Tiefgänger stellt sich vor

9 Antworten. Letzter Beitrag () ist von citröen.

  • Hallo. Ich bin Ende 40, Familienvater, Asperger Autist und beschäftige mich seit Jahren mit dem Buddhismus. Lebe die Tugenden so eng wie möglich, bin 1x in der Woche meditieren im hiesigen buddhistischen Zentrum.


    Durch eine Recherche stieß ich auf dieses Forum und lese grade mal quer durch einige Themen. Bisher bin ich sehr beeindruckt, wie tief manche Themen hier gehen.

  • kilaya

    Hat das Thema freigeschaltet
  • Vielleicht ist ein "Gefällt mir" zu wenig, mehr geht nicht. Mal sehn was da so bei deiner Kombi so rauskommt. :like::like:

    Bei meiner Kombi? :)

    Ich unterscheide mich nicht sonderlich von Neuro-Typischen, also "Normalen". Lediglich der soziale Bereich geht mir fast völlig ab, weswegen ich im realen Leben keine Freunde habe, sondern allenfalls oberflächliche Bekanntschaften. Ich finde also weitesgehend im Internet statt.

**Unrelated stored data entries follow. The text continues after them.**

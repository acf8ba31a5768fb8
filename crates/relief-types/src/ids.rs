//! Type-safe identifier wrappers around [`Uuid`].
//!
//! Every record in the relief core has a strongly-typed ID so that an
//! event ID can never be passed where a post ID is expected. All IDs use
//! UUID v7 (time-ordered) so that sorting by ID follows creation order,
//! which the transaction log relies on for stable pagination.

use serde::{Deserialize, Serialize};
use ts_rs::TS;
use uuid::Uuid;

/// Generates a newtype wrapper around [`Uuid`] with standard derives.
macro_rules! define_id {
    (
        $(#[$meta:meta])*
        $name:ident
    ) => {
        $(#[$meta])*
        #[derive(
            Debug, Clone, Copy, PartialEq, Eq, PartialOrd, Ord, Hash, Serialize, Deserialize, TS,
        )]
        #[ts(export, export_to = "bindings/")]
        pub struct $name(pub Uuid);

        impl $name {
            /// Create a new identifier using UUID v7 (time-ordered).
            pub fn new() -> Self {
                Self(Uuid::now_v7())
            }

            /// Return the inner [`Uuid`] value.
            pub const fn into_inner(self) -> Uuid {
                self.0
            }
        }

        impl Default for $name {
            fn default() -> Self {
                Self::new()
            }
        }

        impl core::fmt::Display for $name {
            fn fmt(&self, f: &mut core::fmt::Formatter<'_>) -> core::fmt::Result {
                write!(f, "{}", self.0)
            }
        }

        impl From<Uuid> for $name {
            fn from(id: Uuid) -> Self {
                Self(id)
            }
        }

        impl From<$name> for Uuid {
            fn from(id: $name) -> Self {
                id.0
            }
        }
    };
}

define_id! {
    /// Unique identifier for a declared disaster event.
    EventId
}

define_id! {
    /// Unique identifier for a relief post (posko / shelter).
    PostId
}

define_id! {
    /// Unique identifier for an affected resident record.
    ResidentId
}

define_id! {
    /// Unique identifier for a damage report.
    ReportId
}

define_id! {
    /// Unique identifier for a post-scoped logistics item.
    ItemId
}

define_id! {
    /// Unique identifier for a stock transaction in the logistics ledger.
    TransactionId
}

#[cfg(test)]
mod tests {
    use super::*;

    #[test]
    fn ids_are_time_ordered() {
        let first = TransactionId::new();
        let second = TransactionId::new();
        assert!(first <= second);
    }

    #[test]
    fn id_display_matches_uuid() {
        let id = PostId::new();
        assert_eq!(id.to_string(), id.into_inner().to_string());
    }

    #[test]
    fn id_serializes_as_bare_uuid() {
        let id = EventId::new();
        let json = serde_json::to_string(&id).unwrap_or_default();
        assert_eq!(json, format!("\"{}\"", id.into_inner()));
    }
}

    Zum Buddhismus kam ich, weil mein Autismus mir oft genug ein Bein stellte, wenn ich es nicht gebrauchen konnte. Wenn ich wegen Nichtigkeiten hochkochte. Die erste Berührung war vor 12 Jahren und seither tauchte ich immer tiefer ein, schloß mich einem buddhistischen Zentrum an, bleibe da aber meist etwas abseits beim Meditieren in der Gruppe.

    Ich habe durch den Buddhismus gelernt, wie ich mich auf mich selbst konzentriere, habe meine "Probleme" wie Overload, Meltdown, etc so etwas unter Kontrolle gebracht, zumindest weitesgehend. Ich kann mit den Tugenden als eine Art Leiplanken prima fahren. Bin recht pragmatisch und wenn ich etwas mache, dann richtig :)

  • Vielleicht ist ein "Gefällt mir" zu wenig, mehr geht nicht. Mal sehn was da so bei deiner Kombi so rauskommt. :like::like:

    Bei meiner Kombi? :)

    Ich unterscheide mich nicht sonderlich von Neuro-Typischen, also "Normalen". Lediglich der soziale Bereich geht mir fast völlig ab, weswegen ich im realen Leben keine Freunde habe, sondern allenfalls oberflächliche Bekanntschaften. Ich finde also weitesgehend im Internet statt.

    Zum Buddhismus kam ich, weil mein Autismus mir oft genug ein Bein stellte, wenn ich es nicht gebrauchen konnte. Wenn ich wegen Nichtigkeiten hochkochte. Die erste Berührung war vor 12 Jahren und seither tauchte ich immer tiefer ein, schloß mich einem buddhistischen Zentrum an, bleibe da aber meist etwas abseits beim Meditieren in der Gruppe.

    Ich habe durch den Buddhismus gelernt, wie ich mich auf mich selbst konzentriere, habe meine "Probleme" wie Overload, Meltdown, etc so etwas unter Kontrolle gebracht, zumindest weitesgehend. Ich kann mit den Tugenden als eine Art Leiplanken prima fahren. Bin recht pragmatisch und wenn ich etwas mache, dann richtig :)

    Bei meiner Kombi? :)

    Ich unterscheide mich nicht sonderlich von Neuro-Typischen, also "Normalen". Lediglich der soziale Bereich geht mir fast völlig ab, weswegen ich im realen Leben keine Freunde habe, sondern allenfalls oberflächliche Bekanntschaften. Ich finde also weitgehend im Internet statt.

    Zum Buddhismus kam ich, weil mein nicht wissen warum ich bin wie ich bin mir oft genug ein Bein stellte, wenn ich es nicht gebrauchen konnte. Wenn ich wegen Nichtigkeiten hochkochte. Die erste Berührung war vor 20 Jahren und seither tauchte ich immer tiefer ein, schloß mich dem Buddhaland an, bleibe da aber meist etwas abseits beim arbeiten in der Gruppe.

    Ich habe durch den Buddhismus gelernt, wie ich mich auf mich selbst konzentriere, habe meine "Probleme" wie Overload, Meltdown, etc so etwas unter Kontrolle gebracht, zumindest weitesgehend. Ich kann mit den Tugenden als eine Art Leitplanken prima fahren. Bin recht pragmatisch und wenn ich etwas mache, dann richtig :)


    Das meinte ich mit Kombi: Hab Deinen Text ein wenig geändert damit er von mir ist.:):hug::lol:

    Ende der Fahnenstange. Ich wusste bisher nicht das da überhaupt keine ist.